Given information:
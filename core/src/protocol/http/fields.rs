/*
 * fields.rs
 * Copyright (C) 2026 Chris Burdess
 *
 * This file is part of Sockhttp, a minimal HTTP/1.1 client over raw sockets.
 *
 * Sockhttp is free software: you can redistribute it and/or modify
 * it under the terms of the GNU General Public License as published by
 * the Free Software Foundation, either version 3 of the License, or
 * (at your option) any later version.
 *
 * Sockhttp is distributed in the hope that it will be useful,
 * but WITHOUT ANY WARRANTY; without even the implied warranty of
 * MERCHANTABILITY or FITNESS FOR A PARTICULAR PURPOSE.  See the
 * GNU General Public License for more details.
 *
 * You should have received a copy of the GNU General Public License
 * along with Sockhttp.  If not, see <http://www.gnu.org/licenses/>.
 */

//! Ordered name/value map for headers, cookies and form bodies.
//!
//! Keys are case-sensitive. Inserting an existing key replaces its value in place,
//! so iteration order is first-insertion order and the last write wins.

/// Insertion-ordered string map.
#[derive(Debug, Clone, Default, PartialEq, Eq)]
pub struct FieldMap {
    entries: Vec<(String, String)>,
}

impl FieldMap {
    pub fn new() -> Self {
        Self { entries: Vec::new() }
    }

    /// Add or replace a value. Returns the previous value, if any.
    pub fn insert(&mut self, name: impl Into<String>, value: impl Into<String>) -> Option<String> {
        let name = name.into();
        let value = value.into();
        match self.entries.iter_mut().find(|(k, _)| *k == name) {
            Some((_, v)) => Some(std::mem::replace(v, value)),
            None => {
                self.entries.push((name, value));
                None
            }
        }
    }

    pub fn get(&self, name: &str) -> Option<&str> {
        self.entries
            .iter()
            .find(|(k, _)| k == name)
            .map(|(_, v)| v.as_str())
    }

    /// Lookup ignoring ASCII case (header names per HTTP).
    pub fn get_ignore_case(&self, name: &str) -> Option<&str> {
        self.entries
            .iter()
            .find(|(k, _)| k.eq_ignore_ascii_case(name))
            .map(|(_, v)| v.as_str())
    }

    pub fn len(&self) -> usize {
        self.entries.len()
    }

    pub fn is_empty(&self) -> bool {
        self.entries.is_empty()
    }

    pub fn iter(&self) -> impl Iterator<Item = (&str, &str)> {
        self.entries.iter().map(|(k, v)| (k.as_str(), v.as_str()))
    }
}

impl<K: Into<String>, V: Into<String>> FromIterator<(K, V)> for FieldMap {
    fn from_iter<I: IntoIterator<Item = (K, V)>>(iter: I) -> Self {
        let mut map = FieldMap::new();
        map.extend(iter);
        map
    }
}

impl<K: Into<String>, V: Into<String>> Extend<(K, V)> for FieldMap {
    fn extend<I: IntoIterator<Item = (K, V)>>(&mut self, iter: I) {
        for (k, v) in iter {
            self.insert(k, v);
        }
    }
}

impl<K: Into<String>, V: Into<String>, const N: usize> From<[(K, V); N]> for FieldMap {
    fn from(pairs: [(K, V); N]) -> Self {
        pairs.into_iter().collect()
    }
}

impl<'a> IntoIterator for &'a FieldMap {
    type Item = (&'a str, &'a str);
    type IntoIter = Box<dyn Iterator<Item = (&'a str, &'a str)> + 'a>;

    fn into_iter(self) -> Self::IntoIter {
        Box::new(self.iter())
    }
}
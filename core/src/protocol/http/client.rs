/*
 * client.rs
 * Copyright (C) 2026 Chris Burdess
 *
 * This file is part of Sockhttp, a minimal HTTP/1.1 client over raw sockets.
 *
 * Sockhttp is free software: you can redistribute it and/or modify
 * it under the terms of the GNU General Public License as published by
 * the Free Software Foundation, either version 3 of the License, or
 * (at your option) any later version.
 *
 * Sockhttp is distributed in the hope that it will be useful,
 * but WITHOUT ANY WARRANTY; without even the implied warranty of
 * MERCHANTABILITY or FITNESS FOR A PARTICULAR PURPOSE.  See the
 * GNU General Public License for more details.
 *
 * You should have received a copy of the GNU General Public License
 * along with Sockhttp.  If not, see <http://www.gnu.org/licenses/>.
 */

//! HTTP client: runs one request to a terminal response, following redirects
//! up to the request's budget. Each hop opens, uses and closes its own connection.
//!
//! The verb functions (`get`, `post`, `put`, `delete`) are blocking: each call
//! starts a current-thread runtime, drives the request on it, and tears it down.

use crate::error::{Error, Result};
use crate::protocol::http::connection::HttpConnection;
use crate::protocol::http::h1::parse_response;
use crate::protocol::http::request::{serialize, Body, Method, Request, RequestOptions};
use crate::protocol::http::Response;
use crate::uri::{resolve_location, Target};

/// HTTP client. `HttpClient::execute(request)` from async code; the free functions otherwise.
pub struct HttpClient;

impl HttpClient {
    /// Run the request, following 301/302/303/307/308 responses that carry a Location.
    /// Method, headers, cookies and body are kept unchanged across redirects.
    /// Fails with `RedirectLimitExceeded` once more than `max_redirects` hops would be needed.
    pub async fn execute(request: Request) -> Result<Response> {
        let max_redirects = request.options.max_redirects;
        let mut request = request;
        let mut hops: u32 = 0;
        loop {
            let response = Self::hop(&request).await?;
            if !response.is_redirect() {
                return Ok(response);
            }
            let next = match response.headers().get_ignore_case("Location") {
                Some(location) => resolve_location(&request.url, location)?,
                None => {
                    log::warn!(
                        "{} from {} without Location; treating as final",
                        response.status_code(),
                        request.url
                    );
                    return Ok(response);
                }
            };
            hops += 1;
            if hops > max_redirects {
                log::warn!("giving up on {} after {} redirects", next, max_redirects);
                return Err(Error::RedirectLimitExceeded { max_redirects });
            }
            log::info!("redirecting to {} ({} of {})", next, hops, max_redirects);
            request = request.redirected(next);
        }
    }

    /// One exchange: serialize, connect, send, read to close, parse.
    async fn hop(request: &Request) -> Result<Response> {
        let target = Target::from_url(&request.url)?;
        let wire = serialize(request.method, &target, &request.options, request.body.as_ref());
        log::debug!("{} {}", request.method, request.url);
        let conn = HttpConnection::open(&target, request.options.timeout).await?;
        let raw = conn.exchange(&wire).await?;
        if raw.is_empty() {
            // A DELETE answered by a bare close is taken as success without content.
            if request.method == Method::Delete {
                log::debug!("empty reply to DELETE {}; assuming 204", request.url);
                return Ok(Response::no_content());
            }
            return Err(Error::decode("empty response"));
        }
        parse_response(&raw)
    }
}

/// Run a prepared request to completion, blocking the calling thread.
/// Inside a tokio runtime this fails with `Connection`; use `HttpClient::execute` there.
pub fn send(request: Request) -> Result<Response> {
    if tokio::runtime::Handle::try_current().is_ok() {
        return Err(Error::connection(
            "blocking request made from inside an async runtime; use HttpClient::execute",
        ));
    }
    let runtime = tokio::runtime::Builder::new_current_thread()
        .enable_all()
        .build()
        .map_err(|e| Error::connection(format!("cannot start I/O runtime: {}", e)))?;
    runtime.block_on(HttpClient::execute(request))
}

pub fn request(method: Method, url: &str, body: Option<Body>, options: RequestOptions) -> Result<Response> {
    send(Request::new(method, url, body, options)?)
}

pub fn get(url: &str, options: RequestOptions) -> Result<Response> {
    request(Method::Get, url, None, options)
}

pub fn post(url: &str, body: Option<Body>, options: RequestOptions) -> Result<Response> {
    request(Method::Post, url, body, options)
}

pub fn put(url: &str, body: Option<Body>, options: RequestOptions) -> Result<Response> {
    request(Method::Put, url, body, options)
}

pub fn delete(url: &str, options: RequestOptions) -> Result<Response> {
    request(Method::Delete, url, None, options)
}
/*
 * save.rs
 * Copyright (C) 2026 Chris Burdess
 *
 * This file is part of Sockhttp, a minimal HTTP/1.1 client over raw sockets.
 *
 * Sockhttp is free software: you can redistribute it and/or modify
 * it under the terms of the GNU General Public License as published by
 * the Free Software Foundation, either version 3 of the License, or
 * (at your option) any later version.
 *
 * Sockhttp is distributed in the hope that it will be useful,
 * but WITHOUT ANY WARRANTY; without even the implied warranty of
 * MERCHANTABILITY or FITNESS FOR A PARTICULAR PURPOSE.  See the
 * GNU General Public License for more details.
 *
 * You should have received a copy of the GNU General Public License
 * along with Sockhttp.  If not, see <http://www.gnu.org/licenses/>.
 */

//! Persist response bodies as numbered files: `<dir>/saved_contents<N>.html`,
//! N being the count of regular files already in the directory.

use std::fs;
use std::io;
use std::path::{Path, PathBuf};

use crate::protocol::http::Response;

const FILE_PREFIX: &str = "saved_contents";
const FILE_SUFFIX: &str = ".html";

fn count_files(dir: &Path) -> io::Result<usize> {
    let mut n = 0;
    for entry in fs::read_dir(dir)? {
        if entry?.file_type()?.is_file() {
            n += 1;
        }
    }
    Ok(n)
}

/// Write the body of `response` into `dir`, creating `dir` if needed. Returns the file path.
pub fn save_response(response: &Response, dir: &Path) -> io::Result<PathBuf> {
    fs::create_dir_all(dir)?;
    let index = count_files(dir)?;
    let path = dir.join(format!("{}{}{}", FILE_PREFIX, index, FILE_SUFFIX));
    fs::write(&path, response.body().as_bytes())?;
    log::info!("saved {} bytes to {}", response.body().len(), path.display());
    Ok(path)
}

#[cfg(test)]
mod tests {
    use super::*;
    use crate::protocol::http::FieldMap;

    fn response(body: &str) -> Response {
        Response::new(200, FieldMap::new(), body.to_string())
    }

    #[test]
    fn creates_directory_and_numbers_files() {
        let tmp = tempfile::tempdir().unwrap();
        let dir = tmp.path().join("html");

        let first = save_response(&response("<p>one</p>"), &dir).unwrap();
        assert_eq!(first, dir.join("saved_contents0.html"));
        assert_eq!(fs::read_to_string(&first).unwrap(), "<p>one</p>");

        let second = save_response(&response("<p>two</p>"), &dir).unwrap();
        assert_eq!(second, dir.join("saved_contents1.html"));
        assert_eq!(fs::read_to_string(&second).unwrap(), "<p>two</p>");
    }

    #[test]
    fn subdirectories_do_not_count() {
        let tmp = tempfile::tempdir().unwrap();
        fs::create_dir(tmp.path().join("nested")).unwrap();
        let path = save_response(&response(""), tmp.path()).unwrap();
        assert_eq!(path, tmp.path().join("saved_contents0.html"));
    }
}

Problem:
The required answer is the exact run of lines above starting at the line with "self.entries.len()" and ending at the line with "type Item = (&'a str, &'a str);", with both ends present.

Answer to this problem:
        self.entries.len()
    }

    pub fn is_empty(&self) -> bool {
        self.entries.is_empty()
    }

    pub fn iter(&self) -> impl Iterator<Item = (&str, &str)> {
        self.entries.iter().map(|(k, v)| (k.as_str(), v.as_str()))
    }
}

impl<K: Into<String>, V: Into<String>> FromIterator<(K, V)> for FieldMap {
    fn from_iter<I: IntoIterator<Item = (K, V)>>(iter: I) -> Self {
        let mut map = FieldMap::new();
        map.extend(iter);
        map
    }
}

impl<K: Into<String>, V: Into<String>> Extend<(K, V)> for FieldMap {
    fn extend<I: IntoIterator<Item = (K, V)>>(&mut self, iter: I) {
        for (k, v) in iter {
            self.insert(k, v);
        }
    }
}

impl<K: Into<String>, V: Into<String>, const N: usize> From<[(K, V); N]> for FieldMap {
    fn from(pairs: [(K, V); N]) -> Self {
        pairs.into_iter().collect()
    }
}

impl<'a> IntoIterator for &'a FieldMap {
    type Item = (&'a str, &'a str);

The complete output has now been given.